» Your task
Output the full set of records exactly.

======

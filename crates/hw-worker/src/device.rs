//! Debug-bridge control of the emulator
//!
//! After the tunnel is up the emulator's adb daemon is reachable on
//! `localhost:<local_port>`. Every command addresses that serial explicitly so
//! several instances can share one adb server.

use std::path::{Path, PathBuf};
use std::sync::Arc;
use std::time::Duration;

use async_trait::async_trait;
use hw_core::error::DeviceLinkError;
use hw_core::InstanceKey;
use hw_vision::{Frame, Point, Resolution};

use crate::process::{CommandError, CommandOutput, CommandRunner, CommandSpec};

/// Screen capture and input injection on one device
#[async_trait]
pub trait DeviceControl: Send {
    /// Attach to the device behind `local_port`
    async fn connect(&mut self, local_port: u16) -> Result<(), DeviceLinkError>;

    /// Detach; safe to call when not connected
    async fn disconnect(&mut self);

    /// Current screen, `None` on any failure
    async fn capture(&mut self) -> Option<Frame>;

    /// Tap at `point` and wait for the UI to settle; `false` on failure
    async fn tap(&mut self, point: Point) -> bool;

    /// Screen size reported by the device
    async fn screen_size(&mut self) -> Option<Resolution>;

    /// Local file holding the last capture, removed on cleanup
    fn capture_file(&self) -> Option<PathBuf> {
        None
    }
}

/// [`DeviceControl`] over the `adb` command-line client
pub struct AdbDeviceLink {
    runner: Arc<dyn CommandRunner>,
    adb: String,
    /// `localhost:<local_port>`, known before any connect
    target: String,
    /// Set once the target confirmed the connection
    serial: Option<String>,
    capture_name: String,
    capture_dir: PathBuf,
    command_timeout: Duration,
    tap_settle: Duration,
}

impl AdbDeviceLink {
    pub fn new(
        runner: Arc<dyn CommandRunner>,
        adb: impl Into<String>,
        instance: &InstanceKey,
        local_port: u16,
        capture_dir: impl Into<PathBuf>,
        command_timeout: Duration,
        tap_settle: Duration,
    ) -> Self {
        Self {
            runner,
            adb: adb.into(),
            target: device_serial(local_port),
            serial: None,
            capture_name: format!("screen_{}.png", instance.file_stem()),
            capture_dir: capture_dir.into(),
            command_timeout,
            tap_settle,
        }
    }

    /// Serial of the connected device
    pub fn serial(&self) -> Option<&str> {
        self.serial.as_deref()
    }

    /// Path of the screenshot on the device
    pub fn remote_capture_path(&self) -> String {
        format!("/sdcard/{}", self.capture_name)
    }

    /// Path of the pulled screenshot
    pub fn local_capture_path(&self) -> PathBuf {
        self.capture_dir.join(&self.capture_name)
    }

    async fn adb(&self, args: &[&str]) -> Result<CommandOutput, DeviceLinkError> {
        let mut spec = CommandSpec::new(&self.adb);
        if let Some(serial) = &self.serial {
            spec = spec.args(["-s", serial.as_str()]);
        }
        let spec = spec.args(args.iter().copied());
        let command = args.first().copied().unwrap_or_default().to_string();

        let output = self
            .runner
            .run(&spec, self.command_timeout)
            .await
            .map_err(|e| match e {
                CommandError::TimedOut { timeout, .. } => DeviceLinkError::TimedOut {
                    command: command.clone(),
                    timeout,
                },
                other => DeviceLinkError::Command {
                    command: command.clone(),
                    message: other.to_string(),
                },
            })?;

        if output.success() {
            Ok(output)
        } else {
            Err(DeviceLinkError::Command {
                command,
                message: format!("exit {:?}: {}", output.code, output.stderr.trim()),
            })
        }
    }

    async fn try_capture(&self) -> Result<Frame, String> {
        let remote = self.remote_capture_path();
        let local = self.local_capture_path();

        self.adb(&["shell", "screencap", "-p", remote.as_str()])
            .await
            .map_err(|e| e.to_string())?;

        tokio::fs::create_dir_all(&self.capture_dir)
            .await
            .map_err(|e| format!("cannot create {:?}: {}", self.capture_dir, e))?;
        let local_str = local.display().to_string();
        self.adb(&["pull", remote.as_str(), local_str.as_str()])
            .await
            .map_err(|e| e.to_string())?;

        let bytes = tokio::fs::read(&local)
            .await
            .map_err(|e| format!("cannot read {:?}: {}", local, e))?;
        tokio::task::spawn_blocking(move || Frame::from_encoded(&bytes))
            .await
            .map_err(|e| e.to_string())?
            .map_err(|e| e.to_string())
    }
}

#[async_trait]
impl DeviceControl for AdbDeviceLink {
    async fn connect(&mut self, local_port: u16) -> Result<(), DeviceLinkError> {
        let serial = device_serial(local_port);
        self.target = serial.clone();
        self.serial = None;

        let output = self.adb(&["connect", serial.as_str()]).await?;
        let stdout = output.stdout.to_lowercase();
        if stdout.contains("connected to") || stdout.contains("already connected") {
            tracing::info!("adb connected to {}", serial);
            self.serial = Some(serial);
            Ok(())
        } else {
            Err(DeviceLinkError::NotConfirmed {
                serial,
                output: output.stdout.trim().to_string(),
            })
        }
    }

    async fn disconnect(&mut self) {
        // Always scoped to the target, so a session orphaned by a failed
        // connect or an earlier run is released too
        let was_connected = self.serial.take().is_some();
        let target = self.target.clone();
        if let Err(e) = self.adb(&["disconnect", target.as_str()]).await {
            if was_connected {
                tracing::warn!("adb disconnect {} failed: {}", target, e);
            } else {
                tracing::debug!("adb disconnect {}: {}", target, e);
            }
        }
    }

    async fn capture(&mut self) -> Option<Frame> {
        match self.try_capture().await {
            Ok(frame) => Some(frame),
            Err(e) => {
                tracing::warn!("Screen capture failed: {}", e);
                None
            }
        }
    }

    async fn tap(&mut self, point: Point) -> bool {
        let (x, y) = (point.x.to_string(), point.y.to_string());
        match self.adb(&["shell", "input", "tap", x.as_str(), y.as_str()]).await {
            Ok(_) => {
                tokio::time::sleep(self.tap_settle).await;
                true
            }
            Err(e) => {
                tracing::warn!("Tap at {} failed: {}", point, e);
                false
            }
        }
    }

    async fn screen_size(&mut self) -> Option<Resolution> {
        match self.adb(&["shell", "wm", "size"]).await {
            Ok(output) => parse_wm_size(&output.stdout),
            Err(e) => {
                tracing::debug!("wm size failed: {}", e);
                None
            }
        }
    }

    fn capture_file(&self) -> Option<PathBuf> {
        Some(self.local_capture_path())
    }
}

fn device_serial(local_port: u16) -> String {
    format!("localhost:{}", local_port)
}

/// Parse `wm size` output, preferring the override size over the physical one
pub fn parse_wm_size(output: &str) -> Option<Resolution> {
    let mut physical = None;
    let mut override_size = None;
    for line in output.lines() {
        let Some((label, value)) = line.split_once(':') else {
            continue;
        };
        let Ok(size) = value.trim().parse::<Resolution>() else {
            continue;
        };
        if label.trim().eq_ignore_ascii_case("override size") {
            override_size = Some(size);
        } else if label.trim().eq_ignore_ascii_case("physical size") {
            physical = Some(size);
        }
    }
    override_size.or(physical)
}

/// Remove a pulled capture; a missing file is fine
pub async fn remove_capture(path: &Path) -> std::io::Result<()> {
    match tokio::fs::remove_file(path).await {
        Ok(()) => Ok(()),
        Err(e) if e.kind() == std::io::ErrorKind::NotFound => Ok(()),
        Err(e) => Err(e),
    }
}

======

» Answer section
filename crates/hw-worker/src/device.rs
//! Debug-bridge control of the emulator
//!
//! After the tunnel is up the emulator's adb daemon is reachable on
//! `localhost:<local_port>`. Every command addresses that serial explicitly so
//! several instances can share one adb server.

use std::path::{Path, PathBuf};
use std::sync::Arc;
use std::time::Duration;

use async_trait::async_trait;
use hw_core::error::DeviceLinkError;
use hw_core::InstanceKey;
use hw_vision::{Frame, Point, Resolution};

use crate::process::{CommandError, CommandOutput, CommandRunner, CommandSpec};

/// Screen capture and input injection on one device
#[async_trait]
pub trait DeviceControl: Send {
    /// Attach to the device behind `local_port`
    async fn connect(&mut self, local_port: u16) -> Result<(), DeviceLinkError>;

    /// Detach; safe to call when not connected
    async fn disconnect(&mut self);

    /// Current screen, `None` on any failure
    async fn capture(&mut self) -> Option<Frame>;

    /// Tap at `point` and wait for the UI to settle; `false` on failure
    async fn tap(&mut self, point: Point) -> bool;

    /// Screen size reported by the device
    async fn screen_size(&mut self) -> Option<Resolution>;

    /// Local file holding the last capture, removed on cleanup
    fn capture_file(&self) -> Option<PathBuf> {
        None
    }
}

/// [`DeviceControl`] over the `adb` command-line client
pub struct AdbDeviceLink {
    runner: Arc<dyn CommandRunner>,
    adb: String,
    /// `localhost:<local_port>`, known before any connect
    target: String,
    /// Set once the target confirmed the connection
    serial: Option<String>,
    capture_name: String,
    capture_dir: PathBuf,
    command_timeout: Duration,
    tap_settle: Duration,
}

impl AdbDeviceLink {
    pub fn new(
        runner: Arc<dyn CommandRunner>,
        adb: impl Into<String>,
        instance: &InstanceKey,
        local_port: u16,
        capture_dir: impl Into<PathBuf>,
        command_timeout: Duration,
        tap_settle: Duration,
    ) -> Self {
        Self {
            runner,
            adb: adb.into(),
            target: device_serial(local_port),
            serial: None,
            capture_name: format!("screen_{}.png", instance.file_stem()),
            capture_dir: capture_dir.into(),
            command_timeout,
            tap_settle,
        }
    }

    /// Serial of the connected device
    pub fn serial(&self) -> Option<&str> {
        self.serial.as_deref()
    }

    /// Path of the screenshot on the device
    pub fn remote_capture_path(&self) -> String {
        format!("/sdcard/{}", self.capture_name)
    }

    /// Path of the pulled screenshot
    pub fn local_capture_path(&self) -> PathBuf {
        self.capture_dir.join(&self.capture_name)
    }

    async fn adb(&self, args: &[&str]) -> Result<CommandOutput, DeviceLinkError> {
        let mut spec = CommandSpec::new(&self.adb);
        if let Some(serial) = &self.serial {
            spec = spec.args(["-s", serial.as_str()]);
        }
        let spec = spec.args(args.iter().copied());
        let command = args.first().copied().unwrap_or_default().to_string();

        let output = self
            .runner
            .run(&spec, self.command_timeout)
            .await
            .map_err(|e| match e {
                CommandError::TimedOut { timeout, .. } => DeviceLinkError::TimedOut {
                    command: command.clone(),
                    timeout,
                },
                other => DeviceLinkError::Command {
                    command: command.clone(),
                    message: other.to_string(),
                },
            })?;

        if output.success() {
            Ok(output)
        } else {
            Err(DeviceLinkError::Command {
                command,
                message: format!("exit {:?}: {}", output.code, output.stderr.trim()),
            })
        }
    }

    async fn try_capture(&self) -> Result<Frame, String> {
        let remote = self.remote_capture_path();
        let local = self.local_capture_path();

        self.adb(&["shell", "screencap", "-p", remote.as_str()])
            .await
            .map_err(|e| e.to_string())?;

        tokio::fs::create_dir_all(&self.capture_dir)
            .await
            .map_err(|e| format!("cannot create {:?}: {}", self.capture_dir, e))?;
        let local_str = local.display().to_string();
        self.adb(&["pull", remote.as_str(), local_str.as_str()])
            .await
            .map_err(|e| e.to_string())?;

        let bytes = tokio::fs::read(&local)
            .await
            .map_err(|e| format!("cannot read {:?}: {}", local, e))?;
        tokio::task::spawn_blocking(move || Frame::from_encoded(&bytes))
            .await
            .map_err(|e| e.to_string())?
            .map_err(|e| e.to_string())
    }
}

#[async_trait]
impl DeviceControl for AdbDeviceLink {
    async fn connect(&mut self, local_port: u16) -> Result<(), DeviceLinkError> {
        let serial = device_serial(local_port);
        self.target = serial.clone();
        self.serial = None;

        let output = self.adb(&["connect", serial.as_str()]).await?;
        let stdout = output.stdout.to_lowercase();
        if stdout.contains("connected to") || stdout.contains("already connected") {
            tracing::info!("adb connected to {}", serial);
            self.serial = Some(serial);
            Ok(())
        } else {
            Err(DeviceLinkError::NotConfirmed {
                serial,
                output: output.stdout.trim().to_string(),
            })
        }
    }

    async fn disconnect(&mut self) {
        // Always scoped to the target, so a session orphaned by a failed
        // connect or an earlier run is released too
        let was_connected = self.serial.take().is_some();
        let target = self.target.clone();
        if let Err(e) = self.adb(&["disconnect", target.as_str()]).await {
            if was_connected {
                tracing::warn!("adb disconnect {} failed: {}", target, e);
            } else {
                tracing::debug!("adb disconnect {}: {}", target, e);
            }
        }
    }

    async fn capture(&mut self) -> Option<Frame> {
        match self.try_capture().await {
            Ok(frame) => Some(frame),
            Err(e) => {
                tracing::warn!("Screen capture failed: {}", e);
                None
            }
        }
    }

    async fn tap(&mut self, point: Point) -> bool {
        let (x, y) = (point.x.to_string(), point.y.to_string());
        match self.adb(&["shell", "input", "tap", x.as_str(), y.as_str()]).await {
            Ok(_) => {
                tokio::time::sleep(self.tap_settle).await;
                true
            }
            Err(e) => {
                tracing::warn!("Tap at {} failed: {}", point, e);
                false
            }
        }
    }

    async fn screen_size(&mut self) -> Option<Resolution> {
        match self.adb(&["shell", "wm", "size"]).await {
            Ok(output) => parse_wm_size(&output.stdout),
            Err(e) => {
                tracing::debug!("wm size failed: {}", e);
                None
            }
        }
    }

    fn capture_file(&self) -> Option<PathBuf> {
        Some(self.local_capture_path())
    }
}

fn device_serial(local_port: u16) -> String {
    format!("localhost:{}", local_port)
}

/// Parse `wm size` output, preferring the override size over the physical one
pub fn parse_wm_size(output: &str) -> Option<Resolution> {
    let mut physical = None;
    let mut override_size = None;
    for line in output.lines() {
        let Some((label, value)) = line.split_once(':') else {
            continue;
        };
        let Ok(size) = value.trim().parse::<Resolution>() else {
            continue;
        };
        if label.trim().eq_ignore_ascii_case("override size") {
            override_size = Some(size);
        } else if label.trim().eq_ignore_ascii_case("physical size") {
            physical = Some(size);
        }
    }
    override_size.or(physical)
}

/// Remove a pulled capture; a missing file is fine
pub async fn remove_capture(path: &Path) -> std::io::Result<()> {
    match tokio::fs::remove_file(path).await {
        Ok(()) => Ok(()),
        Err(e) if e.kind() == std::io::ErrorKind::NotFound => Ok(()),
        Err(e) => Err(e),
    }
}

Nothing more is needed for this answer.